(Dataset entries)
_ _ _

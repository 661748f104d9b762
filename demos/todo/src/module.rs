//! The `todos` module definition.

use crate::types::{Todo, TodoId, TodoState};
use revux_core::http::ApiRequest;
use revux_core::module::{ApiAction, ModuleDefinition};
use revux_core::DefinitionError;
use revux_runtime::Module;
use serde_json::Value;
use std::collections::BTreeMap;
use std::sync::Arc;

/// Namespace the module's slice lives under
pub const NAMESPACE: &str = "todos";

/// Fetch the list
pub const GET_TODOS: &str = "GET_TODOS";
/// Create a todo from the payload
pub const ADD_TODO: &str = "ADD_TODO";
/// Patch one todo, tracked per id
pub const UPDATE_TODO: &str = "UPDATE_TODO";
/// Delete one todo, tracked per id
pub const DELETE_TODO: &str = "DELETE_TODO";
/// Select a todo by id
pub const SELECT_TODO: &str = "selectTodo";
/// Store the selected id
pub const SET_SELECTED_TODO: &str = "SET_SELECTED_TODO";

/// How many todos of a fetched list are kept
pub const PAGE_SIZE: usize = 5;

/// Describe the `todos` module
///
/// # Errors
///
/// Returns a [`DefinitionError`] if the registrations are inconsistent.
pub fn todos_definition() -> Result<ModuleDefinition<TodoState>, DefinitionError> {
    ModuleDefinition::builder(NAMESPACE)
        .state(TodoState::new())
        .getter("todos", |state: &TodoState| {
            state.list.values().cloned().collect::<Vec<_>>()
        })
        .getter("selectedTodoId", |state: &TodoState| state.selected_todo_id)
        .api_action(
            GET_TODOS,
            ApiAction::<TodoState>::new(
                |_ctx, _payload| ApiRequest::get("/todos"),
                |draft, result| {
                    let list: BTreeMap<_, _> = result
                        .response
                        .as_array()
                        .into_iter()
                        .flatten()
                        .take(PAGE_SIZE)
                        .filter_map(Todo::from_json)
                        .map(|todo| (todo.id, todo))
                        .collect();
                    draft.list = Arc::new(list);
                },
            ),
        )
        .api_action(
            ADD_TODO,
            ApiAction::<TodoState>::new(
                |_ctx, payload| ApiRequest::post("/todos").with_params(payload.clone()),
                |draft, result| {
                    if let Some(todo) = Todo::from_json(result.response) {
                        Arc::make_mut(&mut draft.list).insert(todo.id, todo);
                    }
                },
            ),
        )
        .api_action(
            UPDATE_TODO,
            ApiAction::<TodoState>::new(
                |_ctx, payload| {
                    keyed(
                        ApiRequest::patch(todo_url(payload)).with_params(payload.clone()),
                        payload,
                    )
                },
                |draft, result| {
                    if let Some(todo) = Todo::from_json(result.response) {
                        Arc::make_mut(&mut draft.list).insert(todo.id, todo);
                    }
                },
            ),
        )
        .api_action(
            DELETE_TODO,
            ApiAction::<TodoState>::new(
                |_ctx, payload| keyed(ApiRequest::delete(todo_url(payload)), payload),
                |draft, result| {
                    if let Some(id) = todo_id(result.payload) {
                        if draft.list.contains_key(&id) {
                            Arc::make_mut(&mut draft.list).remove(&id);
                        }
                    }
                },
            ),
        )
        .action(SELECT_TODO, |ctx, payload| {
            ctx.commit(SET_SELECTED_TODO, payload["id"].clone())
        })
        .mutation(SET_SELECTED_TODO, |draft, payload| {
            draft.selected_todo_id = payload.as_i64();
        })
        .build()
}

/// The `todos` module, ready to register with a store
///
/// # Errors
///
/// Returns a [`DefinitionError`] if the registrations are inconsistent.
pub fn todos_module() -> Result<Module<TodoState>, DefinitionError> {
    todos_definition().map(Module::new)
}

fn todo_id(payload: &Value) -> Option<TodoId> {
    match &payload["id"] {
        Value::String(id) => id.parse().ok(),
        id => id.as_i64(),
    }
}

fn todo_url(payload: &Value) -> String {
    match todo_id(payload) {
        Some(id) => format!("/todos/{id}"),
        None => "/todos".to_string(),
    }
}

fn keyed(request: ApiRequest, payload: &Value) -> ApiRequest {
    match todo_id(payload) {
        Some(id) => request.key_by(id),
        None => request,
    }
}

_ _ _

» ABOUT THIS TASK:
Pick out each line above that includes "Some" and show it.

» RESULT:
                    if let Some(todo) = Todo::from_json(result.response) {
                    if let Some(todo) = Todo::from_json(result.response) {
                    if let Some(id) = todo_id(result.payload) {
        Some(id) => format!("/todos/{id}"),
        Some(id) => request.key_by(id),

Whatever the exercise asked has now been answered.